Saved data entries:
────────────────────

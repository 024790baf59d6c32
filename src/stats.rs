//! Statistical Core Module
//!
//! Pure numeric routines behind the analysis tools: isolation-forest
//! anomaly scoring, additive Holt-Winters smoothing, ordinary least squares
//! trends, Pearson correlation and seeded k-means. Everything operates on
//! plain f64 slices; frame extraction lives in `tabular`.

use crate::error::{LodestarError, Result};
use rand::rngs::StdRng;
use rand::seq::index;
use rand::{Rng, SeedableRng};

const ISO_TREE_COUNT: usize = 100;
const ISO_SAMPLE_SIZE: usize = 256;
const EULER_GAMMA: f64 = 0.577_215_664_901_532_9;
const KMEANS_MAX_ITER: usize = 300;

pub fn mean(values: &[f64]) -> f64 {
    if values.is_empty() {
        return 0.0;
    }
    values.iter().sum::<f64>() / values.len() as f64
}

/// Population standard deviation.
pub fn std_dev(values: &[f64], mean: f64) -> f64 {
    if values.is_empty() {
        return 0.0;
    }
    let var = values.iter().map(|v| (v - mean) * (v - mean)).sum::<f64>() / values.len() as f64;
    var.sqrt()
}

/// Pearson correlation coefficient. None when lengths differ, fewer than
/// two pairs, or either side is constant.
pub fn pearson(x: &[f64], y: &[f64]) -> Option<f64> {
    if x.len() != y.len() || x.len() < 2 {
        return None;
    }
    let mx = mean(x);
    let my = mean(y);
    let mut cov = 0.0;
    let mut vx = 0.0;
    let mut vy = 0.0;
    for (a, b) in x.iter().zip(y.iter()) {
        let dx = a - mx;
        let dy = b - my;
        cov += dx * dy;
        vx += dx * dx;
        vy += dy * dy;
    }
    let denom = (vx * vy).sqrt();
    if denom == 0.0 {
        return None;
    }
    Some(cov / denom)
}

/// Closed-form OLS line over the ordinal index 0..n.
#[derive(Debug, Clone, Copy)]
pub struct LinearTrend {
    pub slope: f64,
    pub intercept: f64,
}

impl LinearTrend {
    pub fn predict(&self, t: f64) -> f64 {
        self.intercept + self.slope * t
    }
}

pub fn fit_linear_trend(values: &[f64]) -> Option<LinearTrend> {
    let n = values.len();
    if n < 2 {
        return None;
    }
    let mean_x = (n as f64 - 1.0) / 2.0;
    let mean_y = mean(values);
    let mut sxx = 0.0;
    let mut sxy = 0.0;
    for (i, &y) in values.iter().enumerate() {
        let dx = i as f64 - mean_x;
        sxx += dx * dx;
        sxy += dx * (y - mean_y);
    }
    if sxx == 0.0 {
        return None;
    }
    let slope = sxy / sxx;
    Some(LinearTrend {
        slope,
        intercept: mean_y - slope * mean_x,
    })
}

// ---------------------------------------------------------------------------
// Holt-Winters (additive trend, additive seasonality)
// ---------------------------------------------------------------------------

#[derive(Debug, Clone)]
pub struct HoltWinters {
    level: f64,
    trend: f64,
    seasonals: Vec<f64>,
    season_length: usize,
    phase: usize,
}

impl HoltWinters {
    /// Fit by grid search over the smoothing triple, minimizing one-step
    /// in-sample squared error. Requires two full seasonal cycles.
    pub fn fit(series: &[f64], season_length: usize) -> Result<Self> {
        if season_length < 2 {
            return Err(LodestarError::Stats(
                "season length must be at least 2".to_string(),
            ));
        }
        if series.len() < 2 * season_length {
            return Err(LodestarError::Stats(format!(
                "need at least {} points for a {}-period seasonal model; have {}",
                2 * season_length,
                season_length,
                series.len()
            )));
        }
        let grid = [0.1, 0.3, 0.5, 0.7, 0.9];
        let mut best: Option<(f64, HoltWinters)> = None;
        for &alpha in &grid {
            for &beta in &grid {
                for &gamma in &grid {
                    if let Some((sse, model)) =
                        Self::evaluate(series, season_length, alpha, beta, gamma)
                    {
                        if best.as_ref().map_or(true, |(b, _)| sse < *b) {
                            best = Some((sse, model));
                        }
                    }
                }
            }
        }
        best.map(|(_, model)| model).ok_or_else(|| {
            LodestarError::Stats("smoothing parameter search found no stable fit".to_string())
        })
    }

    fn evaluate(
        series: &[f64],
        m: usize,
        alpha: f64,
        beta: f64,
        gamma: f64,
    ) -> Option<(f64, HoltWinters)> {
        let n = series.len();
        let first_cycle = mean(&series[..m]);
        let second_cycle = mean(&series[m..2 * m]);
        let mut level = first_cycle;
        let mut trend = (second_cycle - first_cycle) / m as f64;
        let mut seasonals: Vec<f64> = series[..m].iter().map(|y| y - first_cycle).collect();

        let mut sse = 0.0;
        for t in m..n {
            let s_idx = t % m;
            let predicted = level + trend + seasonals[s_idx];
            let err = series[t] - predicted;
            sse += err * err;

            let prev_level = level;
            level = alpha * (series[t] - seasonals[s_idx]) + (1.0 - alpha) * (level + trend);
            trend = beta * (level - prev_level) + (1.0 - beta) * trend;
            seasonals[s_idx] = gamma * (series[t] - level) + (1.0 - gamma) * seasonals[s_idx];
        }

        if !sse.is_finite() || !level.is_finite() || !trend.is_finite() {
            return None;
        }
        Some((
            sse,
            HoltWinters {
                level,
                trend,
                seasonals,
                season_length: m,
                phase: n % m,
            },
        ))
    }

    pub fn forecast(&self, horizon: usize) -> Vec<f64> {
        (0..horizon)
            .map(|i| {
                self.level
                    + self.trend * (i as f64 + 1.0)
                    + self.seasonals[(self.phase + i) % self.season_length]
            })
            .collect()
    }
}

// ---------------------------------------------------------------------------
// Isolation forest over 1-D values
// ---------------------------------------------------------------------------

enum IsoNode {
    Leaf {
        size: usize,
    },
    Split {
        at: f64,
        below: Box<IsoNode>,
        above: Box<IsoNode>,
    },
}

fn avg_path_length(n: usize) -> f64 {
    match n {
        0 | 1 => 0.0,
        2 => 1.0,
        _ => {
            let n = n as f64;
            2.0 * ((n - 1.0).ln() + EULER_GAMMA) - 2.0 * (n - 1.0) / n
        }
    }
}

fn build_iso_tree(values: &[f64], depth: usize, max_depth: usize, rng: &mut StdRng) -> IsoNode {
    let min = values.iter().cloned().fold(f64::INFINITY, f64::min);
    let max = values.iter().cloned().fold(f64::NEG_INFINITY, f64::max);
    if depth >= max_depth || values.len() <= 1 || (max - min) < f64::EPSILON {
        return IsoNode::Leaf {
            size: values.len(),
        };
    }
    let at = rng.gen_range(min..max);
    let below: Vec<f64> = values.iter().cloned().filter(|v| *v < at).collect();
    let above: Vec<f64> = values.iter().cloned().filter(|v| *v >= at).collect();
    IsoNode::Split {
        at,
        below: Box::new(build_iso_tree(&below, depth + 1, max_depth, rng)),
        above: Box::new(build_iso_tree(&above, depth + 1, max_depth, rng)),
    }
}

fn iso_path_length(node: &IsoNode, value: f64, depth: usize) -> f64 {
    match node {
        IsoNode::Leaf { size } => depth as f64 + avg_path_length(*size),
        IsoNode::Split { at, below, above } => {
            if value < *at {
                iso_path_length(below, value, depth + 1)
            } else {
                iso_path_length(above, value, depth + 1)
            }
        }
    }
}

/// Standard isolation-forest anomaly scores in (0, 1); higher is more
/// anomalous, 0.5 is the indifference point. Deterministic for a seed.
pub fn isolation_scores(values: &[f64], seed: u64) -> Vec<f64> {
    let n = values.len();
    if n == 0 {
        return Vec::new();
    }
    if n == 1 {
        return vec![0.5];
    }
    let mut rng = StdRng::seed_from_u64(seed);
    let sample_size = ISO_SAMPLE_SIZE.min(n);
    let max_depth = (sample_size as f64).log2().ceil() as usize;
    let normalizer = avg_path_length(sample_size);

    let mut trees = Vec::with_capacity(ISO_TREE_COUNT);
    for _ in 0..ISO_TREE_COUNT {
        let sample: Vec<f64> = if sample_size == n {
            values.to_vec()
        } else {
            index::sample(&mut rng, n, sample_size)
                .iter()
                .map(|i| values[i])
                .collect()
        };
        trees.push(build_iso_tree(&sample, 0, max_depth, &mut rng));
    }

    values
        .iter()
        .map(|&v| {
            let avg: f64 = trees
                .iter()
                .map(|tree| iso_path_length(tree, v, 0))
                .sum::<f64>()
                / ISO_TREE_COUNT as f64;
            2f64.powf(-avg / normalizer)
        })
        .collect()
}

// ---------------------------------------------------------------------------
// Feature scaling and k-means
// ---------------------------------------------------------------------------

/// log(1 + x) each cell. Errors on negative input, where the transform is
/// undefined.
pub fn log1p_rows(rows: &[Vec<f64>]) -> Result<Vec<Vec<f64>>> {
    let mut out = Vec::with_capacity(rows.len());
    for row in rows {
        let mut scaled = Vec::with_capacity(row.len());
        for &v in row {
            if v < 0.0 {
                return Err(LodestarError::Stats(
                    "features contain negative values; log scaling is undefined".to_string(),
                ));
            }
            scaled.push(v.ln_1p());
        }
        out.push(scaled);
    }
    Ok(out)
}

/// Column-wise z-standardization. Constant columns scale to zero.
pub fn zscale_rows(rows: &[Vec<f64>]) -> Vec<Vec<f64>> {
    if rows.is_empty() {
        return Vec::new();
    }
    let dims = rows[0].len();
    let mut out = vec![vec![0.0; dims]; rows.len()];
    for d in 0..dims {
        let column: Vec<f64> = rows.iter().map(|r| r[d]).collect();
        let mu = mean(&column);
        let sigma = std_dev(&column, mu);
        let scale = if sigma == 0.0 { 1.0 } else { sigma };
        for (i, value) in column.iter().enumerate() {
            out[i][d] = (value - mu) / scale;
        }
    }
    out
}

#[derive(Debug, Clone)]
pub struct KMeansFit {
    pub labels: Vec<usize>,
    pub centroids: Vec<Vec<f64>>,
    pub inertia: f64,
}

fn sq_dist(a: &[f64], b: &[f64]) -> f64 {
    a.iter()
        .zip(b.iter())
        .map(|(x, y)| (x - y) * (x - y))
        .sum()
}

fn nearest_centroid(row: &[f64], centroids: &[Vec<f64>]) -> usize {
    let mut best = 0;
    let mut best_dist = f64::INFINITY;
    for (j, centroid) in centroids.iter().enumerate() {
        let d = sq_dist(row, centroid);
        if d < best_dist {
            best_dist = d;
            best = j;
        }
    }
    best
}

fn kmeanspp_init(rows: &[Vec<f64>], k: usize, rng: &mut StdRng) -> Vec<Vec<f64>> {
    let mut centroids = vec![rows[rng.gen_range(0..rows.len())].clone()];
    while centroids.len() < k {
        let weights: Vec<f64> = rows
            .iter()
            .map(|row| {
                centroids
                    .iter()
                    .map(|c| sq_dist(row, c))
                    .fold(f64::INFINITY, f64::min)
            })
            .collect();
        let total: f64 = weights.iter().sum();
        if total <= 0.0 {
            // all remaining mass sits on existing centroids
            centroids.push(rows[rng.gen_range(0..rows.len())].clone());
            continue;
        }
        let mut target = rng.gen_range(0.0..total);
        let mut chosen = rows.len() - 1;
        for (i, w) in weights.iter().enumerate() {
            if target < *w {
                chosen = i;
                break;
            }
            target -= w;
        }
        centroids.push(rows[chosen].clone());
    }
    centroids
}

fn lloyd_once(rows: &[Vec<f64>], k: usize, rng: &mut StdRng) -> KMeansFit {
    let n = rows.len();
    let dims = rows[0].len();
    let mut centroids = kmeanspp_init(rows, k, rng);
    let mut labels = vec![0usize; n];

    for _ in 0..KMEANS_MAX_ITER {
        let mut changed = false;
        for (i, row) in rows.iter().enumerate() {
            let j = nearest_centroid(row, &centroids);
            if labels[i] != j {
                labels[i] = j;
                changed = true;
            }
        }

        let mut sums = vec![vec![0.0; dims]; k];
        let mut counts = vec![0usize; k];
        for (i, row) in rows.iter().enumerate() {
            counts[labels[i]] += 1;
            for d in 0..dims {
                sums[labels[i]][d] += row[d];
            }
        }
        for j in 0..k {
            if counts[j] == 0 {
                // re-seed an empty cluster from the worst-fit point
                let far = (0..n)
                    .max_by(|&a, &b| {
                        sq_dist(&rows[a], &centroids[labels[a]])
                            .partial_cmp(&sq_dist(&rows[b], &centroids[labels[b]]))
                            .unwrap_or(std::cmp::Ordering::Equal)
                    })
                    .unwrap_or(0);
                centroids[j] = rows[far].clone();
                changed = true;
            } else {
                for d in 0..dims {
                    centroids[j][d] = sums[j][d] / counts[j] as f64;
                }
            }
        }

        if !changed {
            break;
        }
    }

    let inertia = rows
        .iter()
        .enumerate()
        .map(|(i, row)| sq_dist(row, &centroids[labels[i]]))
        .sum();
    KMeansFit {
        labels,
        centroids,
        inertia,
    }
}

/// Seeded k-means with k-means++ initialization, best of `n_init` restarts.
pub fn kmeans(rows: &[Vec<f64>], k: usize, n_init: usize, seed: u64) -> Result<KMeansFit> {
    if k == 0 {
        return Err(LodestarError::Stats(
            "cluster count must be positive".to_string(),
        ));
    }
    if rows.len() < k {
        return Err(LodestarError::Stats(format!(
            "{} rows cannot support {} clusters",
            rows.len(),
            k
        )));
    }
    let mut rng = StdRng::seed_from_u64(seed);
    let mut best: Option<KMeansFit> = None;
    for _ in 0..n_init.max(1) {
        let fit = lloyd_once(rows, k, &mut rng);
        if best.as_ref().map_or(true, |b| fit.inertia < b.inertia) {
            best = Some(fit);
        }
    }
    best.ok_or_else(|| LodestarError::Stats("k-means produced no fit".to_string()))
}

────────────────────

WHAT THE EXERCISE ASKS
Using the data above, reproduce exactly the lines between those holding "let mut vy = 0.0;" and "ordinal index 0..n.", inclusive, and no others.

SOLUTION FOR THIS PROBLEM
    let mut vy = 0.0;
    for (a, b) in x.iter().zip(y.iter()) {
        let dx = a - mx;
        let dy = b - my;
        cov += dx * dy;
        vx += dx * dx;
        vy += dy * dy;
    }
    let denom = (vx * vy).sqrt();
    if denom == 0.0 {
        return None;
    }
    Some(cov / denom)
}

/// Closed-form OLS line over the ordinal index 0..n.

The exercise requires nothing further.